Abstract:
A control valve assembly for a pneumatic paving breaker which enables the maximum amount of energy to be imparted to the piston on its working stoke while restricting the energy imparted to the piston on its return stroke and which utilizes a reduced consumption of air, has an optimum speed of response and is relatively cheap to manufacture. This is achieved by having a valve member in the form of a pure cylindrical slug which reciprocates in a valve block in which it is a clearance fit.

Description:
CROSS-REFERENCE TO RELATED APPLICATION 
     This application is a continuation-in-part of co-pending application Ser. No. 241,856, filed Mar. 9, 1981, now abandoned. 
    
    
     BACKGROUND OF THE INVENTION 
     This invention relates to a control valve assembly for use in pneumatic paving breakers and other similar pneumatic reciprocating motors. 
     Paving breakers are well known and generally comprise a free piston which is reciprocable within a cylinder powered by compressed air and which at the bottom of its stroke strikes a tappet or anvil located directly above a tool, the latter resting on the surface being worked. The reciprocating motion of the piston is achieved by feeding compressed air alternately to each end of the piston under the control of a control valve assembly. A port is also provided in the cylinder to enable exhaust of air from each end of the piston, alternately, as it reciprocates in the cylinder. Moreover, as the energy to be imparted to the piston on its return stroke is substantially less than that for the working stroke it is essential to meter the flow of air to the underside of the piston so that there is a minimum consumption of air supplied for the return stroke. Furthermore, the speed of response of the valve is critical if efficient use is to be made of the compressed air available. 
     SUMMARY OF THE INVENTION 
     Thus, an object of the present invention is to provide a control valve assembly for a paving breaker or the like which improves the efficiency of the paving breaker by providing optimum metering of the compressed air supplied for the return stroke of the piston, which has an optimum speed of response and which is relatively cheap to manufacture. 

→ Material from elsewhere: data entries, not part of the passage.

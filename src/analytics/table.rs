use alloy::primitives::{Address, B256, U256};

use crate::error::PipelineResult;
use crate::indexer::types::EventSnapshot;
use crate::tokens::units::parse_amount;

pub const PAGE_SIZE: usize = 10;

#[derive(Debug, Clone, Copy, PartialEq, Eq)]
pub enum TransactionKind {
    Internal,
    External,
    Deposit,
    Transfer,
    Burn,
}

impl TransactionKind {
    pub fn as_str(&self) -> &'static str {
        match self {
            Self::Internal => "Internal",
            Self::External => "External",
            Self::Deposit => "Deposit",
            Self::Transfer => "Transfer",
            Self::Burn => "Burn",
        }
    }
}

/// One line of the transaction table.
#[derive(Debug, Clone, PartialEq, Eq)]
pub struct TransactionRow {
    pub kind: TransactionKind,
    pub from: Address,
    pub to: Address,
    pub amount: U256,
    pub block_number: u64,
    pub transaction_hash: B256,
    pub timestamp: u64,
}

/// All table rows of a snapshot, newest block first.
pub fn transaction_rows(snapshot: &EventSnapshot) -> Vec<TransactionRow> {
    let mut rows = Vec::with_capacity(
        snapshot.meta_transfers.len()
            + snapshot.tokens_deposited.len()
            + snapshot.transfers.len()
            + snapshot.mints.len()
            + snapshot.burns.len(),
    );

    rows.extend(snapshot.meta_transfers.iter().map(|e| TransactionRow {
        kind: if e.is_platform_transfer {
            TransactionKind::Internal
        } else {
            TransactionKind::External
        },
        from: e.from,
        to: e.to,
        amount: e.amount,
        block_number: e.block_number,
        transaction_hash: e.transaction_hash,
        timestamp: e.timestamp,
    }));
    rows.extend(snapshot.tokens_deposited.iter().map(|e| TransactionRow {
        kind: TransactionKind::Deposit,
        from: Address::ZERO,
        to: e.to,
        amount: e.amount,
        block_number: e.block_number,
        transaction_hash: e.transaction_hash,
        timestamp: e.timestamp,
    }));
    rows.extend(snapshot.transfers.iter().map(|e| TransactionRow {
        kind: TransactionKind::Transfer,
        from: e.from,
        to: e.to,
        amount: e.amount,
        block_number: e.block_number,
        transaction_hash: e.transaction_hash,
        timestamp: e.timestamp,
    }));
    rows.extend(snapshot.mints.iter().map(|e| TransactionRow {
        kind: TransactionKind::Deposit,
        from: Address::ZERO,
        to: e.to,
        amount: e.amount,
        block_number: e.block_number,
        transaction_hash: e.transaction_hash,
        timestamp: e.timestamp,
    }));
    rows.extend(snapshot.burns.iter().map(|e| TransactionRow {
        kind: TransactionKind::Burn,
        from: e.from,
        to: Address::ZERO,
        amount: e.amount,
        block_number: e.block_number,
        transaction_hash: e.transaction_hash,
        timestamp: e.timestamp,
    }));

    rows.sort_by(|a, b| b.block_number.cmp(&a.block_number));
    rows
}

/// Inclusive bounds on the raw amount. Missing bounds are open.
#[derive(Debug, Clone, Copy, Default, PartialEq, Eq)]
pub struct AmountRange {
    pub min: Option<U256>,
    pub max: Option<U256>,
}

impl AmountRange {
    /// Build from user-entered decimal strings. Blank input means no bound.
    pub fn parse(min: Option<&str>, max: Option<&str>, decimals: u8) -> PipelineResult<Self> {
        let bound = |text: Option<&str>| -> PipelineResult<Option<U256>> {
            match text.map(str::trim).filter(|t| !t.is_empty()) {
                Some(t) => parse_amount(t, decimals).map(Some),
                None => Ok(None),
            }
        };
        Ok(Self {
            min: bound(min)?,
            max: bound(max)?,
        })
    }

    pub fn contains(&self, amount: U256) -> bool {
        self.min.map_or(true, |min| amount >= min) && self.max.map_or(true, |max| amount <= max)
    }

    pub fn filter(&self, rows: Vec<TransactionRow>) -> Vec<TransactionRow> {
        rows.into_iter().filter(|r| self.contains(r.amount)).collect()
    }
}

#[derive(Debug, Clone, PartialEq, Eq)]
pub struct Page<T> {
    pub items: Vec<T>,
    /// 1-based.
    pub page: usize,
    pub total_pages: usize,
    pub total_items: usize,
}

/// Slice out one 1-based page of `PAGE_SIZE` rows. Pages outside
/// `1..=total_pages` are empty.
pub fn paginate<T: Clone>(rows: &[T], page: usize) -> Page<T> {
    let total_items = rows.len();
    let total_pages = total_items.div_ceil(PAGE_SIZE);

    let items = if page == 0 {
        Vec::new()
    } else {
        rows.iter()
            .skip((page - 1).saturating_mul(PAGE_SIZE))
            .take(PAGE_SIZE)
            .cloned()
            .collect()
    };

    Page {
        items,
        page,
        total_pages,
        total_items,
    }
}

#[cfg(test)]
mod tests {
    use super::*;
    use crate::analytics::fixtures::meta;
    use crate::indexer::types::{BurnEvent, MintEvent, TokensDepositedEvent};

    fn wallet() -> Address {
        Address::repeat_byte(0xab)
    }

    #[test]
    fn test_rows_sorted_newest_first_and_stable() {
        let mut external = meta(wallet(), wallet(), 3, 5, 0);
        external.is_platform_transfer = false;
        let snapshot = EventSnapshot {
            meta_transfers: vec![meta(wallet(), wallet(), 1, 5, 0), meta(wallet(), wallet(), 2, 9, 0), external],
            tokens_deposited: vec![TokensDepositedEvent {
                to: wallet(),
                amount: U256::from(4),
                block_number: 7,
                transaction_hash: B256::ZERO,
                timestamp: 0,
            }],
            ..Default::default()
        };

        let rows = transaction_rows(&snapshot);
        let summary: Vec<(u64, u64, TransactionKind)> = rows
            .iter()
            .map(|r| (r.block_number, r.amount.to::<u64>(), r.kind))
            .collect();
        assert_eq!(
            summary,
            vec![
                (9, 2, TransactionKind::Internal),
                (7, 4, TransactionKind::Deposit),
                (5, 1, TransactionKind::Internal),
                (5, 3, TransactionKind::External),
            ]
        );
        assert_eq!(rows[1].from, Address::ZERO);
    }

    #[test]
    fn test_transfer_taxonomy_rows() {
        let snapshot = EventSnapshot {
            mints: vec![MintEvent {
                to: wallet(),
                amount: U256::from(10),
                block_number: 1,
                transaction_hash: B256::ZERO,
                timestamp: 0,
            }],
            burns: vec![BurnEvent {
                from: wallet(),
                amount: U256::from(3),
                block_number: 2,
                transaction_hash: B256::ZERO,
                timestamp: 0,
            }],
            ..Default::default()
        };

        let rows = transaction_rows(&snapshot);
        assert_eq!(rows[0].kind, TransactionKind::Burn);
        assert_eq!(rows[0].to, Address::ZERO);
        assert_eq!(rows[1].kind, TransactionKind::Deposit);
    }

    #[test]
    fn test_amount_range_scales_user_input() {
        let range = AmountRange::parse(Some("1.5"), Some(""), 2).unwrap();
        assert_eq!(range.min, Some(U256::from(150)));
        assert_eq!(range.max, None);

        assert!(!range.contains(U256::from(149)));
        assert!(range.contains(U256::from(150)));
        assert!(range.contains(U256::MAX));

        let closed = AmountRange::parse(Some("1"), Some("2"), 0).unwrap();
        let rows: Vec<_> = (0..4u64)
            .map(|amount| TransactionRow {
                kind: TransactionKind::Internal,
                from: wallet(),
                to: wallet(),
                amount: U256::from(amount),
                block_number: amount,
                transaction_hash: B256::ZERO,
                timestamp: 0,
            })
            .collect();
        let kept: Vec<u64> = closed.filter(rows).iter().map(|r| r.block_number).collect();
        assert_eq!(kept, vec![1, 2]);

        assert!(AmountRange::parse(Some("abc"), None, 18).is_err());
    }

    #[test]
    fn test_paginate() {
        let rows: Vec<u32> = (0..23).collect();

        let first = paginate(&rows, 1);
        assert_eq!(first.items, (0..10).collect::<Vec<_>>());
        assert_eq!(first.total_pages, 3);
        assert_eq!(first.total_items, 23);

        assert_eq!(paginate(&rows, 3).items, vec![20, 21, 22]);
        assert!(paginate(&rows, 4).items.is_empty());
        assert!(paginate(&rows, 0).items.is_empty());

        let empty: Vec<u32> = vec![];
        assert_eq!(paginate(&empty, 1).total_pages, 0);
    }
}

     To this end there is provided a control valve assembly for a pneumatic reciprocating motor comprising: a valve block; an annular boss depending from said valve block, an inner cylindrical surface of said boss defining a cylindrical bore, said bore having a lower end face and an upper end face; a first outlet in said valve block communicating with said lower end face of said cylindrical bore, a second outlet in said valve block communicating with said upper end face of said cylindrical bore; an inlet in said annular boss communicating with said cylindrical surface of the boss for providing a supply of pneumatic fluid to said bore; a cylindrical valve member reciprocal within said cylindrical bore, the valve member having an upper end face, a lower end face and a cylindrical surface of uniform diameter throughout the length of the valve member; and a clearance between the cylindrical surface of the valve member and the inner cylindrical surface of said bore; said valve member being movable between a first position in which said upper face of the valve member closes said second outlet and permits flow of pneumatic fluid from the inlet directly to said first outlet and a second position in which the said lower face of the slug closes said first outlet and allows flow of pneumatic fluid from said inlet to said second outlet only through said clearance between the cylindrical surface of the valve member and the inner cylindrical surface of said bore. 
    
    
     BRIEF DESCRIPTION OF THE DRAWINGS 
     Embodiments of the present invention will now be described, by way of example, with reference to the accompanying drawings in which: 
     FIG. 1 shows a sectional side view of a paving breaker including a control valve assembly according to the invention; 
     FIG. 2 is an enlarged sectional view in elevation of the control valve assembly of the paving breaker of FIG. 1 in a first operating position; and 
     FIG. 3 is an enlarged sectional view in elevation of the control valve of the paving breaker of FIG. 1 in a second operating position. 
    
    
     DESCRIPTION OF PREFERRED EMBODIMENTS 
     Referring now to the drawings, a pneumatically operated paving breaker 1 comprises a cylinder 2 in which a piston 3 is reciprocable so that at the bottom of its stroke as shown in FIG. 1 the piston 3 strikes a tappet 4 located in a tappet bushing 5 which connects the cylinder 2 to a chuck housing 6. A tool bit 7 is reciprocable in the chuck housing 6 and is retained therein by a retainer 8 cooperating with a flange 9 on the tool 7.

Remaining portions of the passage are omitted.